Blame the Professors
As described above, academia has reached new lows that could never have been imagined. These protests reveal the depths to which universities have become institutions that breed resentment of Western values and hostility toward those who cherish them.
One cannot understand the cause of these protests without understanding how academia operates in the 21st century. Academia today serves to invert all norms of the past. Being a slave to your hedonistic impulses has been renamed “sexual liberation.” Marriage is overrated and stifling. Policing doesn’t protect black and brown communities but instead is likened to the abhorrent practices of the Jim Crow era.
With universities actively trying to classify Western standards like law and order, civil discourse, and rational inquiry as unjust, it only makes sense that a relatively tolerant, enlightened nation like Israel has attracted so much hate from college students.
Don’t believe me? Take it from the horse’s mouth. In an interview with CNN’s Abby Phillip, USC valedictorian Asha Tabassum said, “I believe in what I believe, and it is because of the people around me that I have met at USC, the classes that I have taken, the professors I have learned from that have led me to look at the world this way.”
What’s even worse is that Tabassum said this in response to Phillip’s question about whether she supports “the abolition of Israel.” Frankly, I thank Tabassum for her honesty. One cannot look at the protests exploding on campuses right now without realizing their direct connection to what professors teach their students.
Free Speech for Me but Not for Thee
The rallying cry of these anti-Israel protesters is that they are exercising their First Amendment right to protest. In response to the encampments, Northwestern’s Political Union hosted a debate on the resolution: “Universities Should Regulate Political Speech.” The opposition to this resolution was ostensibly supposed to be pro-free speech, arguing that universities should not regulate political speech. Instead, I watched as the debater transformed into a human pretzel, arguing that universities should prohibit and condemn all forms of hate speech but simultaneously allow the current encampment littered with anti-Semites to continue.
The irony appalled me.
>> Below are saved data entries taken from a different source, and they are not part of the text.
//! In-memory render backend.
//!
//! Keeps every live drawable in an arena keyed by id so that hosts without a
//! GPU (and the tests) can drive the viewport and check that nothing leaks.

use super::{DrawableDesc, DrawableId, RenderBackend, RenderError};
use glam::Mat4;
use std::collections::HashMap;

#[derive(Debug, Clone, PartialEq)]
pub struct DrawableRecord {
    pub desc: DrawableDesc,
    pub transform: Mat4,
    pub emissive: [f32; 3],
}

#[derive(Debug, Default)]
pub struct HeadlessBackend {
    drawables: HashMap<u64, DrawableRecord>,
    next_id: u64,
    width: u32,
    height: u32,
    released: u64,
    /// Successful creates left before every create fails.
    fail_creates_after: Option<u32>,
}

impl HeadlessBackend {
    pub fn new(width: u32, height: u32) -> Self {
        Self {
            drawables: HashMap::new(),
            next_id: 1,
            width,
            height,
            released: 0,
            fail_creates_after: None,
        }
    }

    /// Lets `successes` more creates through, then fails every create until
    /// [`HeadlessBackend::clear_create_failures`] is called.
    pub fn fail_creates_after(&mut self, successes: u32) {
        self.fail_creates_after = Some(successes);
    }

    pub fn clear_create_failures(&mut self) {
        self.fail_creates_after = None;
    }

    pub fn live_count(&self) -> usize {
        self.drawables.len()
    }

    pub fn released_count(&self) -> u64 {
        self.released
    }

    pub fn get(&self, id: DrawableId) -> Option<&DrawableRecord> {
        self.drawables.get(&id.0)
    }

    pub fn is_live(&self, id: DrawableId) -> bool {
        self.drawables.contains_key(&id.0)
    }
}

impl RenderBackend for HeadlessBackend {
    fn create_drawable(&mut self, desc: &DrawableDesc) -> Result<DrawableId, RenderError> {
        if !desc.opacity.is_finite() {
            return Err(RenderError::DrawableCreateFailed(format!(
                "opacity {} is not finite",
                desc.opacity
            )));
        }
        if let Some(remaining) = &mut self.fail_creates_after {
            if *remaining == 0 {
                log::warn!("drawable create refused ({:?})", desc.shape);
                return Err(RenderError::DrawableCreateFailed(
                    "backend refused the drawable".to_string(),
                ));
            }
            *remaining -= 1;
        }
        let id = self.next_id.max(1);
        self.next_id = id + 1;
        self.drawables.insert(
            id,
            DrawableRecord {
                desc: *desc,
                transform: Mat4::IDENTITY,
                emissive: [0.0; 3],
            },
        );
        log::trace!("drawable {} created ({:?})", id, desc.shape);
        Ok(DrawableId(id))
    }

    fn release_drawable(&mut self, id: DrawableId) {
        if self.drawables.remove(&id.0).is_some() {
            self.released += 1;
            log::trace!("drawable {} released", id.0);
        } else {
            log::warn!("release of unknown drawable {}", id.0);
        }
    }

    fn set_transform(&mut self, id: DrawableId, transform: Mat4) {
        if let Some(record) = self.drawables.get_mut(&id.0) {
            record.transform = transform;
        }
    }

    fn emissive(&self, id: DrawableId) -> [f32; 3] {
        self.drawables
            .get(&id.0)
            .map(|record| record.emissive)
            .unwrap_or([0.0; 3])
    }

    fn set_emissive(&mut self, id: DrawableId, rgb: [f32; 3]) {
        if let Some(record) = self.drawables.get_mut(&id.0) {
            record.emissive = rgb;
        }
    }

    fn surface_size(&self) -> (u32, u32) {
        (self.width, self.height)
    }

    fn resize_surface(&mut self, width: u32, height: u32) {
        self.width = width;
        self.height = height;
    }
}
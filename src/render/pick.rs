//! Ray-cast picking.
//!
//! Each candidate is an axis-aligned box tagged with a `PickKey`. A pick
//! returns the candidate whose entry point is closest to the ray origin,
//! together with the world-space hit point. Picking is a pure query.
//!
//! Callers run two passes per pointer-down: gumball handles first, then
//! parcel bodies only if no handle was hit, so handle manipulation always
//! wins over re-selecting the body underneath it.

use crate::geometry::{Aabb, Axis, Ray};
use crate::scene::ObjectId;
use glam::Vec3;

/// What a pick target stands for.
#[derive(Debug, Clone, Copy, PartialEq, Eq, Hash)]
pub enum PickKey {
    Parcel(ObjectId),
    GizmoAxis(Axis),
}

#[derive(Debug, Clone, Copy, PartialEq)]
pub struct PickTarget {
    pub key: PickKey,
    pub bounds: Aabb,
}

#[derive(Debug, Clone, Copy, PartialEq)]
pub struct PickHit {
    pub key: PickKey,
    pub point: Vec3,
    /// Ray parameter of the hit.
    pub distance: f32,
}

/// Nearest candidate along `ray`. Ties go to the earlier candidate.
pub fn pick_nearest<'a, I>(ray: &Ray, candidates: I) -> Option<PickHit>
where
    I: IntoIterator<Item = &'a PickTarget>,
{
    let mut best: Option<PickHit> = None;
    for candidate in candidates {
        let Some(t) = ray.intersect_aabb(&candidate.bounds) else {
            continue;
        };
        match best {
            Some(hit) if t >= hit.distance => {}
            _ => {
                best = Some(PickHit {
                    key: candidate.key,
                    point: ray.at(t),
                    distance: t,
                })
            }
        }
    }
    best
}
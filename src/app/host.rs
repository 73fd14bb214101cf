//! Desktop host: opens a window and feeds its input to a [`Viewport`] over
//! the headless backend, logging every notification the viewport emits.
//!
//! `N` adds a parcel, `Delete` removes the selected one and `=`/`-` widen or
//! narrow it.

use super::input::{wheel_delta_y, PointerButton};
use super::{Viewport, ViewportError, ViewportEvent};
use crate::config::ViewportConfig;
use crate::geometry::BoxExtent;
use crate::render::HeadlessBackend;
use crate::scene::ParcelSpec;

use glam::Vec2;
use std::sync::Arc;
use winit::application::ApplicationHandler;
use winit::dpi::PhysicalSize;
use winit::event::{ElementState, WindowEvent};
use winit::event_loop::{ActiveEventLoop, ControlFlow, EventLoop};
use winit::keyboard::{KeyCode, PhysicalKey};
use winit::window::{Window, WindowAttributes, WindowId};

const CONTAINER_NAME: &str = "MainContainer";

pub struct ViewportHost {
    window: Option<Arc<Window>>,
    config: ViewportConfig,
    viewport: Option<Viewport<HeadlessBackend>>,
    cursor: Option<Vec2>,
}

impl ViewportHost {
    pub fn new(config: ViewportConfig) -> Self {
        Self {
            window: None,
            config,
            viewport: None,
            cursor: None,
        }
    }

    fn init_viewport(&mut self, size: PhysicalSize<u32>) {
        let container = match BoxExtent::new(10.0, 6.0, 10.0) {
            Ok(extent) => extent,
            Err(err) => {
                log::warn!("Bad default container: {}", err);
                return;
            }
        };
        let backend = HeadlessBackend::new(size.width, size.height);
        match Viewport::initialize(backend, CONTAINER_NAME, container, self.config.clone()) {
            Ok(mut viewport) => {
                if let Err(err) = viewport.add_parcel(ParcelSpec::default()) {
                    log::warn!("Failed to add starter parcel: {}", err);
                }
                self.viewport = Some(viewport);
            }
            Err(err) => log::warn!("Failed to initialize viewport: {}", err),
        }
    }

    fn handle_key(&mut self, code: KeyCode) {
        let Some(viewport) = &mut self.viewport else {
            return;
        };
        match code {
            KeyCode::KeyN => {
                if let Err(err) = viewport.add_parcel(ParcelSpec::default()) {
                    log::warn!("Failed to add parcel: {}", err);
                }
            }
            KeyCode::Delete | KeyCode::Backspace => {
                if let Some(id) = viewport.selected() {
                    if let Err(err) = viewport.delete_parcel(id) {
                        log::warn!("Failed to delete parcel: {}", err);
                    }
                }
            }
            KeyCode::Equal | KeyCode::Minus => {
                let step = if code == KeyCode::Equal { 0.5 } else { -0.5 };
                if let Err(err) = grow_selected(viewport, step) {
                    log::warn!("Failed to resize parcel: {}", err);
                }
            }
            _ => {}
        }
    }

    fn drain_events(&mut self) {
        let Some(viewport) = &mut self.viewport else {
            return;
        };
        for event in viewport.take_events() {
            match event {
                ViewportEvent::SelectionChanged(Some(id)) => log::info!("Selected {:?}", id),
                ViewportEvent::SelectionChanged(None) => log::info!("Selection cleared"),
                ViewportEvent::ParcelMoved { id, position } => {
                    log::info!(
                        "{:?} moved to ({:.1}, {:.1}, {:.1})",
                        id,
                        position.x,
                        position.y,
                        position.z
                    );
                }
            }
        }
    }

    fn shutdown(&mut self, event_loop: &ActiveEventLoop) {
        if let Some(viewport) = &mut self.viewport {
            viewport.teardown();
        }
        event_loop.exit();
    }
}

/// Widens the selected parcel by `step`.
fn grow_selected(
    viewport: &mut Viewport<HeadlessBackend>,
    step: f32,
) -> Result<(), ViewportError> {
    let Some(id) = viewport.selected() else {
        return Ok(());
    };
    let Some(parcel) = viewport.scene().parcel(id) else {
        return Ok(());
    };
    let extent = parcel
        .extent
        .resized(Some(parcel.extent.width() + step), None, None)?;
    viewport.resize_parcel(id, extent)
}

impl ApplicationHandler for ViewportHost {
    fn resumed(&mut self, event_loop: &ActiveEventLoop) {
        if self.window.is_some() {
            return;
        }

        let window_attrs = WindowAttributes::default()
            .with_title("Parcel Viewport")
            .with_inner_size(PhysicalSize::new(1280u32, 720u32))
            .with_resizable(true);

        let window = Arc::new(
            event_loop
                .create_window(window_attrs)
                .expect("Failed to create window"),
        );

        self.init_viewport(window.inner_size());
        self.window = Some(window);
    }

    fn window_event(
        &mut self,
        event_loop: &ActiveEventLoop,
        _window_id: WindowId,
        event: WindowEvent,
    ) {
        match event {
            WindowEvent::CloseRequested => {
                self.shutdown(event_loop);
                return;
            }
            WindowEvent::KeyboardInput { event, .. } => {
                if event.state != ElementState::Pressed {
                    return;
                }
                match event.physical_key {
                    PhysicalKey::Code(KeyCode::Escape) => {
                        self.shutdown(event_loop);
                        return;
                    }
                    PhysicalKey::Code(code) => self.handle_key(code),
                    _ => {}
                }
            }
            WindowEvent::Focused(false) => {
                self.cursor = None;
                if let Some(viewport) = &mut self.viewport {
                    viewport.on_focus_lost();
                }
            }
            WindowEvent::Resized(size) => {
                if let Some(viewport) = &mut self.viewport {
                    viewport.resize(size.width, size.height);
                }
            }
            WindowEvent::CursorMoved { position, .. } => {
                let cursor = Vec2::new(position.x as f32, position.y as f32);
                self.cursor = Some(cursor);
                if let Some(viewport) = &mut self.viewport {
                    viewport.on_pointer_move(cursor.x, cursor.y);
                }
            }
            WindowEvent::MouseInput { state, button, .. } => {
                let Some(viewport) = &mut self.viewport else {
                    return;
                };
                let button = PointerButton::from_winit(button);
                match state {
                    ElementState::Pressed => {
                        if let Some(cursor) = self.cursor {
                            viewport.on_pointer_down(cursor.x, cursor.y, button);
                        }
                    }
                    ElementState::Released => {
                        if button.ends_gesture() {
                            viewport.on_pointer_up();
                        }
                    }
                }
            }
            WindowEvent::MouseWheel { delta, .. } => {
                if let Some(viewport) = &mut self.viewport {
                    viewport.on_wheel(wheel_delta_y(delta));
                }
            }
            _ => {}
        }
        self.drain_events();
    }
}

pub fn run(config: ViewportConfig) {
    let event_loop = EventLoop::new().expect("Failed to create event loop");
    event_loop.set_control_flow(ControlFlow::Wait);

    let mut host = ViewportHost::new(config);
    event_loop.run_app(&mut host).expect("Event loop error");
}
I do not remember this student or any of the students currently illegally occupying the Deering Lawn at the barricades defending my YAF chapter’s right to free speech when students demanded our 2023 Spring Speaker be canceled. Instead, they were calling for the censorship of my group. The protesters invoking the First Amendment as an excuse to disrupt classes and illegally occupy university property deserve an Olympic Gold Medal with this grand display of mental gymnastics.
This hypocrisy reveals a new threat to the First Amendment as originally understood and further demonstrates the anti-Western sentiment motivating these protests. Those on the Left who defend the right of students to organize in violation of university policies will use this as a badge of being a free speech defender. All while arguing that anyone who disagrees with liberal orthodoxy, like UPenn Professor Amy Wax, is engaging in hate speech and deserving of swift punishment and cancellation.
The only good thing about these protests is that they have made clear to spectators the extent to which our universities have been corrupted, providing the conditions for future change.